### Goal of the exercise
Within the entries below, find each line containing the word "None" and copy it.
_ _ _ _ _
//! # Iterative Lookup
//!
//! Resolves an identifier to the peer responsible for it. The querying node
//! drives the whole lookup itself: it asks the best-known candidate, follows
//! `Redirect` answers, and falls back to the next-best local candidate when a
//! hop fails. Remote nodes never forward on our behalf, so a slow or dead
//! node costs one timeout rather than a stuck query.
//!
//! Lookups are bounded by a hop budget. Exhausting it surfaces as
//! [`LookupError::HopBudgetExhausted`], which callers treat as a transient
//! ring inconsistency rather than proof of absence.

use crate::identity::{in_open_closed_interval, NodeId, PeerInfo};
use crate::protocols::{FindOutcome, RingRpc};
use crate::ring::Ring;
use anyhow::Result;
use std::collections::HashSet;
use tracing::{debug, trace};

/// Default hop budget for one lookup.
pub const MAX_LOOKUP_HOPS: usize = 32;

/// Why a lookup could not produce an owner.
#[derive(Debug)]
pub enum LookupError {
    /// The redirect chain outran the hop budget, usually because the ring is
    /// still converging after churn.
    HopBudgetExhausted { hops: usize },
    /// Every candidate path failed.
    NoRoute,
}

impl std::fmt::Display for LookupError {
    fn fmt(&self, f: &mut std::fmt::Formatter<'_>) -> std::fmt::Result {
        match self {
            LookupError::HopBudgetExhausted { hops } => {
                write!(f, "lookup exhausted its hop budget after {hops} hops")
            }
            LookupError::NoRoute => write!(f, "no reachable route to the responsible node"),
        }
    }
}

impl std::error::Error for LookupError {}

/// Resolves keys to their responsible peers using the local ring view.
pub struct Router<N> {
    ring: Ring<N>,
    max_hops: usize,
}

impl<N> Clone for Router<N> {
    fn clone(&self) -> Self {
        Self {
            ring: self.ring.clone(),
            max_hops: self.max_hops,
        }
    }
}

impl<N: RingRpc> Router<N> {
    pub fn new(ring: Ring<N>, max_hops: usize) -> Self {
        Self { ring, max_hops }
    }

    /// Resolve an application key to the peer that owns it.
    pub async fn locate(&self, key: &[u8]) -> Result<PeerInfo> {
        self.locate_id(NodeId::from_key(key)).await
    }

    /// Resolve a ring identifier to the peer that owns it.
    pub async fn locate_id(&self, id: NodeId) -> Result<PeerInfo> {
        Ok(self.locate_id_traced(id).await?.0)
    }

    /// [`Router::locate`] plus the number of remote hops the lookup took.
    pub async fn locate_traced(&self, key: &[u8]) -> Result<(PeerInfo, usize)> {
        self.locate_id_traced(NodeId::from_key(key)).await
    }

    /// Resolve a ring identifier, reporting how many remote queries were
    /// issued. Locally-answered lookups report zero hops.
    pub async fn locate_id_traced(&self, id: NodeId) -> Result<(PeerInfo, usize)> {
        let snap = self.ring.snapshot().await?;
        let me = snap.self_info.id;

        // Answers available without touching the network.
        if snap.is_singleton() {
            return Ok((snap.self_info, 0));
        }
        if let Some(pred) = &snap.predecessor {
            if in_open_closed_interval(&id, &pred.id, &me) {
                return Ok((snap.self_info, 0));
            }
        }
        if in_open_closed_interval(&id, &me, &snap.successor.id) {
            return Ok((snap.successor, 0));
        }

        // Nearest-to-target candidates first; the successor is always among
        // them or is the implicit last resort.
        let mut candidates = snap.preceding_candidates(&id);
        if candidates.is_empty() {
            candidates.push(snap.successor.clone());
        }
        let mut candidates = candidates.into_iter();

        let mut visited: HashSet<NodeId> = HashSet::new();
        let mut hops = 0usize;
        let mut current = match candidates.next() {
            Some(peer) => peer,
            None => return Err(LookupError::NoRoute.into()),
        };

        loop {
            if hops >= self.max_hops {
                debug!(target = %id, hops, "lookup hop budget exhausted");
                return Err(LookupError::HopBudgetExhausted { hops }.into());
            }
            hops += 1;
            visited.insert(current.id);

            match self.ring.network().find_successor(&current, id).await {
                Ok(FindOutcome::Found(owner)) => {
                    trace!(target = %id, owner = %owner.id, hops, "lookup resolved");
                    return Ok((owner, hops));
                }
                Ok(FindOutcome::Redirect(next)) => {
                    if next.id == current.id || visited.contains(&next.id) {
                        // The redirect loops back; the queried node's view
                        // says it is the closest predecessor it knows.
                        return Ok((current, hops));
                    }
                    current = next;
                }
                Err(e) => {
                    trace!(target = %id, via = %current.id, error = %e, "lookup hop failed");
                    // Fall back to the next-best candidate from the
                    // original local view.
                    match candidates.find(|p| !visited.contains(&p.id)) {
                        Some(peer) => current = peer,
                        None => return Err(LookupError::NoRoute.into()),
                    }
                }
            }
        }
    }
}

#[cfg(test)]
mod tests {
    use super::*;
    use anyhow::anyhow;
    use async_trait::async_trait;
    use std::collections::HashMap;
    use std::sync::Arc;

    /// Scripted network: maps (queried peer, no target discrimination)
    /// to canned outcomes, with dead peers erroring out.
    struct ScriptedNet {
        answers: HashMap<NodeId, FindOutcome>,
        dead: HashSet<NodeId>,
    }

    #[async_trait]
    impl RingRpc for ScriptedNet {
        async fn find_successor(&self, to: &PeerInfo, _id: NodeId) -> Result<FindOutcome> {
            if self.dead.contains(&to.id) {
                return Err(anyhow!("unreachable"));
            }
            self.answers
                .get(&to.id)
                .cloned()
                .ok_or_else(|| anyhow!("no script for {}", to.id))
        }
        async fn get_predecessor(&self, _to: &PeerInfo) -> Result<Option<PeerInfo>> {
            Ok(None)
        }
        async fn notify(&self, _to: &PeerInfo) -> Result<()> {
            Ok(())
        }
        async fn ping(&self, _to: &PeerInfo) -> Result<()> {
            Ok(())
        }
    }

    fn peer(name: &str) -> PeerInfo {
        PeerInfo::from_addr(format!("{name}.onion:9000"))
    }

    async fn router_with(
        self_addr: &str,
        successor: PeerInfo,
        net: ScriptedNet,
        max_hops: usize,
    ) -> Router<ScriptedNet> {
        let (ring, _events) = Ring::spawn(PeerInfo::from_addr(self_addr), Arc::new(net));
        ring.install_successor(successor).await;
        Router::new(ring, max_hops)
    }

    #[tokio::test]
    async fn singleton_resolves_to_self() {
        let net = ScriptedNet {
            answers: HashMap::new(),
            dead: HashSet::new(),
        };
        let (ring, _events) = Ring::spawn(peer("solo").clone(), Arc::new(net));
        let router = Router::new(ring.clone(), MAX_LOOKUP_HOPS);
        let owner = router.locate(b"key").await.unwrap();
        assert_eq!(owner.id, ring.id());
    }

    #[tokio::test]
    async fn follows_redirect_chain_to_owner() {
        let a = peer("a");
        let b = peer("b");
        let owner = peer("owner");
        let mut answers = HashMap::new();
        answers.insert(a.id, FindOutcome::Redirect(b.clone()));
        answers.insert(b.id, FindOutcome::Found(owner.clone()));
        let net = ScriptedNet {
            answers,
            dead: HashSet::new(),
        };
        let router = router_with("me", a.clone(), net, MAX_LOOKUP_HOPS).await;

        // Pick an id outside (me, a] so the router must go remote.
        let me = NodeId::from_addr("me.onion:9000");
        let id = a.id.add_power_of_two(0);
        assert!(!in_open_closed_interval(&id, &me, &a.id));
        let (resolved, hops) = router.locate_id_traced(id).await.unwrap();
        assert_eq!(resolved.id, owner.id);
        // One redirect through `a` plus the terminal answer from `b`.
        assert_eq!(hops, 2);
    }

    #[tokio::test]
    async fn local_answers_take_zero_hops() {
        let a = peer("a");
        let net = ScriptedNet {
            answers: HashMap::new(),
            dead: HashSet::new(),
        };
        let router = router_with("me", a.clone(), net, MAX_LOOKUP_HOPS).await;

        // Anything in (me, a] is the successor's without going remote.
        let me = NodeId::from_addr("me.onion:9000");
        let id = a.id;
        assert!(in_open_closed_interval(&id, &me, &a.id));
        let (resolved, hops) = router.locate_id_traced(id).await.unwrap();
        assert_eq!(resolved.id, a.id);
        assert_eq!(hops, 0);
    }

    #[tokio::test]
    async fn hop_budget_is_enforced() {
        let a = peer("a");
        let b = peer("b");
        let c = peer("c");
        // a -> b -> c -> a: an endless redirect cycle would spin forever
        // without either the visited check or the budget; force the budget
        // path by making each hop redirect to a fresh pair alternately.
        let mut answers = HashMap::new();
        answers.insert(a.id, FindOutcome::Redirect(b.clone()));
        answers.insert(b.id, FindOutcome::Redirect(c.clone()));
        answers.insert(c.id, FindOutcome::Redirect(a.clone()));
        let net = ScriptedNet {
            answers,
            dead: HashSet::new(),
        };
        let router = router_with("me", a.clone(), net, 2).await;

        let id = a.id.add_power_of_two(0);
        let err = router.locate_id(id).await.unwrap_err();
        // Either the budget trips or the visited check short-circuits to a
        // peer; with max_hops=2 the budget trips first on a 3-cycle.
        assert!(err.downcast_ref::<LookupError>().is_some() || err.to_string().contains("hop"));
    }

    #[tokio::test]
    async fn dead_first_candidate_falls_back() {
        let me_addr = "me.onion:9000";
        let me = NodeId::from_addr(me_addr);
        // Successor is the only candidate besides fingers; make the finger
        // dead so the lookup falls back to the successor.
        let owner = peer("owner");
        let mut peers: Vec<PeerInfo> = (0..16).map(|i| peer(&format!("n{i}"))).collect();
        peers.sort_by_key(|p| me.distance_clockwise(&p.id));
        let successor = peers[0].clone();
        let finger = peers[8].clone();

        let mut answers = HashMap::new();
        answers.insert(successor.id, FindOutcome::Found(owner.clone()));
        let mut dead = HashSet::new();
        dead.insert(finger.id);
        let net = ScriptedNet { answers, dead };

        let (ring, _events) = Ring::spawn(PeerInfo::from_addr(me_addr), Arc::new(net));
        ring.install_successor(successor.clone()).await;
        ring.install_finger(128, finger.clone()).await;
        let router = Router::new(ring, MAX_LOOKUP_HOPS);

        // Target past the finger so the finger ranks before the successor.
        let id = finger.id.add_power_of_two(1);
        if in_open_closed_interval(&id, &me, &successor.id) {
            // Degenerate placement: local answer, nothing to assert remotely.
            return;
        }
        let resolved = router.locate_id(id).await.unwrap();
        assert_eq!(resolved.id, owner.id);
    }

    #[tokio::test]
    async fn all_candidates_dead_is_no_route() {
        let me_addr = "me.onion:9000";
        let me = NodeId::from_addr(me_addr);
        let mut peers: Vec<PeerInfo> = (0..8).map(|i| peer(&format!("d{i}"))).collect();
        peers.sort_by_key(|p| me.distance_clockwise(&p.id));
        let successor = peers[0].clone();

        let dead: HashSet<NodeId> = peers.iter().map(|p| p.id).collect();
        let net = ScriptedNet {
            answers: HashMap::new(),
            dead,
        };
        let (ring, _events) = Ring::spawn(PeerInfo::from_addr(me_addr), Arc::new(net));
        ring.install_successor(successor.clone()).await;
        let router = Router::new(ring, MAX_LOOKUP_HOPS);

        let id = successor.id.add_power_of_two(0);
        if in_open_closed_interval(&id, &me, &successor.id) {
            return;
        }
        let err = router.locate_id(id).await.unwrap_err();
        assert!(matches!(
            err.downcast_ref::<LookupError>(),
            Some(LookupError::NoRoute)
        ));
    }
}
_ _ _ _ _
### Your response
            None => return Err(LookupError::NoRoute.into()),
                        None => return Err(LookupError::NoRoute.into()),
            Ok(None)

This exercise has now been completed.